Speaking to CNBC from the World Economic Forum (WEF) in Davos, Switzerland, Al-Jadaan sought to reassure investors, however.
"Saudi Arabia today is different, it's not Saudi Arabia five years ago. We are making sure that government processes and (the) licensing regime is being reformed to make investors feel more welcome and at home. We are also making sure investors are clear that the law is above everybody and we're going to apply the law in a clear and transparent way," he said.
Al-Jadaan's comments come as Saudi Arabia continues with the transformation of its economy away from oil. The changes are part of the kingdom's raft of economic and social reforms within its Vision 2030 program.
Vision 2030 is being overseen by Saudi Crown Prince Mohammed bin Salman and centers on three main themes to build a "a vibrant society, a thriving economy and an ambitious nation." A key part of the vision is to increase private investment and the growth of the private sector, which Saudi Arabia hopes will contribute 65 percent of gross domestic product (GDP) by 2030.

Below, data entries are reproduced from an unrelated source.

//! The header written in front of every entry of an archive.

use std::fs::Metadata;
use std::path::{Component, Path};

use chrono::{DateTime, Datelike, Timelike, Utc};
use zip::{write::SimpleFileOptions, CompressionMethod};

/// Entries at least this large need the zip64 extensions.
const ZIP64_THRESHOLD: u64 = u32::MAX as u64;

/// Name and metadata of a single archive entry.
#[derive(Debug, Clone, PartialEq, Eq)]
pub(crate) struct EntryHeader {
    pub name: String,
    pub unix_mode: Option<u32>,
    pub modified: Option<DateTime<Utc>>,
    pub method: Option<CompressionMethod>,
}

impl EntryHeader {
    /// A header with default metadata, used for entries that are not backed by a file.
    pub fn new(name: impl Into<String>) -> Self {
        Self {
            name: name.into(),
            unix_mode: None,
            modified: None,
            method: None,
        }
    }

    /// A header that copies the permissions and modification time of a file on disk. These
    /// entries are always deflated.
    pub fn from_metadata(name: impl Into<String>, metadata: &Metadata) -> Self {
        Self {
            name: name.into(),
            unix_mode: Some(unix_mode(metadata)),
            modified: metadata.modified().ok().map(DateTime::<Utc>::from),
            method: Some(CompressionMethod::Deflated),
        }
    }

    /// Overrides the modification time if a timestamp is given.
    pub fn with_timestamp(mut self, timestamp: Option<&DateTime<Utc>>) -> Self {
        if let Some(timestamp) = timestamp {
            self.modified = Some(*timestamp);
        }
        self
    }

    /// Converts the header into the options the zip writer understands for an entry of `size`
    /// bytes.
    ///
    /// Entries without a modification time get the zip epoch (1980-01-01 00:00:00) instead of
    /// the current time so that the output only depends on the inputs.
    pub fn to_file_options(&self, size: u64) -> SimpleFileOptions {
        let modified = self
            .modified
            .as_ref()
            .map_or_else(zip::DateTime::default, to_zip_datetime);

        let mut options = SimpleFileOptions::default()
            .last_modified_time(modified)
            .large_file(needs_zip64(size));
        if let Some(method) = self.method {
            options = options.compression_method(method);
        }
        if let Some(mode) = self.unix_mode {
            options = options.unix_permissions(mode);
        }
        options
    }
}

/// Returns true if an entry of `size` bytes has to be written with the zip64 extensions.
fn needs_zip64(size: u64) -> bool {
    size >= ZIP64_THRESHOLD
}

/// Builds an entry name from a path relative to the root of a directory tree. Components are
/// joined with `/` regardless of the platform separator.
///
/// Returns `None` if the path is empty, is not a plain relative path, or is not valid UTF-8.
pub(crate) fn entry_name_from_relative(relative: &Path) -> Option<String> {
    let mut parts = Vec::new();
    for component in relative.components() {
        match component {
            Component::Normal(part) => parts.push(part.to_str()?),
            Component::CurDir => {}
            Component::ParentDir | Component::RootDir | Component::Prefix(_) => return None,
        }
    }

    if parts.is_empty() {
        None
    } else {
        Some(parts.join("/"))
    }
}

/// Zip timestamps use the DOS format which can only express 1980 up to 2107. Anything outside of
/// that range falls back to the zip epoch.
fn to_zip_datetime(timestamp: &DateTime<Utc>) -> zip::DateTime {
    let converted = u16::try_from(timestamp.year()).ok().and_then(|year| {
        zip::DateTime::from_date_and_time(
            year,
            timestamp.month() as u8,
            timestamp.day() as u8,
            timestamp.hour() as u8,
            timestamp.minute() as u8,
            timestamp.second() as u8,
        )
        .ok()
    });

    converted.unwrap_or_else(|| {
        tracing::debug!(
            %timestamp,
            "modification time cannot be stored in a zip archive, using the zip epoch"
        );
        zip::DateTime::default()
    })
}

#[cfg(unix)]
fn unix_mode(metadata: &Metadata) -> u32 {
    use std::os::unix::fs::PermissionsExt;
    metadata.permissions().mode() & 0o7777
}

#[cfg(not(unix))]
fn unix_mode(metadata: &Metadata) -> u32 {
    if metadata.permissions().readonly() {
        0o444
    } else {
        0o644
    }
}

#[cfg(test)]
mod test {
    use std::path::PathBuf;

    use chrono::TimeZone;
    use rstest::rstest;

    use super::*;

    #[rstest]
    #[case::single("a.txt", Some("a.txt"))]
    #[case::nested("sub/dir/x.txt", Some("sub/dir/x.txt"))]
    #[case::current_dir("./sub/x.txt", Some("sub/x.txt"))]
    #[case::empty("", None)]
    #[case::parent("../x.txt", None)]
    #[case::absolute("/x.txt", None)]
    fn test_entry_name_from_relative(#[case] path: &str, #[case] expected: Option<&str>) {
        assert_eq!(
            entry_name_from_relative(&PathBuf::from(path)).as_deref(),
            expected
        );
    }

    #[test]
    fn test_zip_datetime_in_range() {
        let timestamp = Utc.with_ymd_and_hms(2023, 5, 17, 13, 45, 30).unwrap();
        let converted = to_zip_datetime(&timestamp);
        assert_eq!(converted.year(), 2023);
        assert_eq!(converted.month(), 5);
        assert_eq!(converted.day(), 17);
        assert_eq!(converted.hour(), 13);
        assert_eq!(converted.minute(), 45);
        assert_eq!(converted.second(), 30);
    }

    #[test]
    fn test_zip_datetime_before_epoch() {
        let timestamp = Utc.with_ymd_and_hms(1970, 1, 1, 0, 0, 0).unwrap();
        assert_eq!(to_zip_datetime(&timestamp), zip::DateTime::default());
    }

    #[test]
    fn test_timestamp_override() {
        let timestamp = Utc.with_ymd_and_hms(2020, 1, 1, 0, 0, 0).unwrap();
        let header = EntryHeader::new("a.txt").with_timestamp(Some(&timestamp));
        assert_eq!(header.modified, Some(timestamp));

        let header = EntryHeader::new("a.txt").with_timestamp(None);
        assert_eq!(header.modified, None);
    }

    #[test]
    fn test_header_from_metadata() {
        let dir = tempfile::tempdir().unwrap();
        let path = dir.path().join("file.bin");
        fs_err::write(&path, b"content").unwrap();

        let header = EntryHeader::from_metadata("file.bin", &fs_err::metadata(&path).unwrap());
        assert_eq!(header.name, "file.bin");
        assert_eq!(header.method, Some(CompressionMethod::Deflated));
        assert!(header.modified.is_some());
    }

    #[test]
    fn test_zip64_threshold() {
        assert!(!needs_zip64(0));
        assert!(!needs_zip64(ZIP64_THRESHOLD - 1));
        assert!(needs_zip64(ZIP64_THRESHOLD));
        assert!(needs_zip64(1 << 33));
    }

    #[cfg(unix)]
    #[test]
    fn test_unix_mode_keeps_special_bits() {
        use std::os::unix::fs::PermissionsExt;

        let dir = tempfile::tempdir().unwrap();
        let path = dir.path().join("tool");
        fs_err::write(&path, b"#!/bin/sh\n").unwrap();
        fs_err::set_permissions(&path, std::fs::Permissions::from_mode(0o4755)).unwrap();

        let header = EntryHeader::from_metadata("tool", &fs_err::metadata(&path).unwrap());
        assert_eq!(header.unix_mode, Some(0o4755));
    }
}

Al-Jadaan said the pace of reforms was good and growth in the private sector was robust. In December, the kingdom announced a 72 billion riyal ($19.2 billion) stimulus package to encourage growth in the private sector in 2018.
"This is financial, economic, social and legal reform that is touching all aspects of life in Saudi Arabia. We want it to be a model in the region," he said.
"Our message to investors is that the kingdom is transformed, we're serious about change, it's comprehensive change," he said.
Nonetheless, Saudi Arabia's economy is still largely predicated on oil and, with oil prices rising on the back of Saudi-led OPEC and non-OPEC producers curbing oil supply, the kingdom's finance minister said he welcomed higher prices but they would not affect spending limits.
"I think the oil price is going to help us, it's a welcome development and it is going to help with the deficit reduction but it's not going to change the plan," he said.
"We announced a midterm plan with (spending) ceilings this year through to 2023 and we're going to be disciplined. We're going to support spending on infrastructure and supporting private sector development and supporting citizens but within the ceilings that we've announced," he said.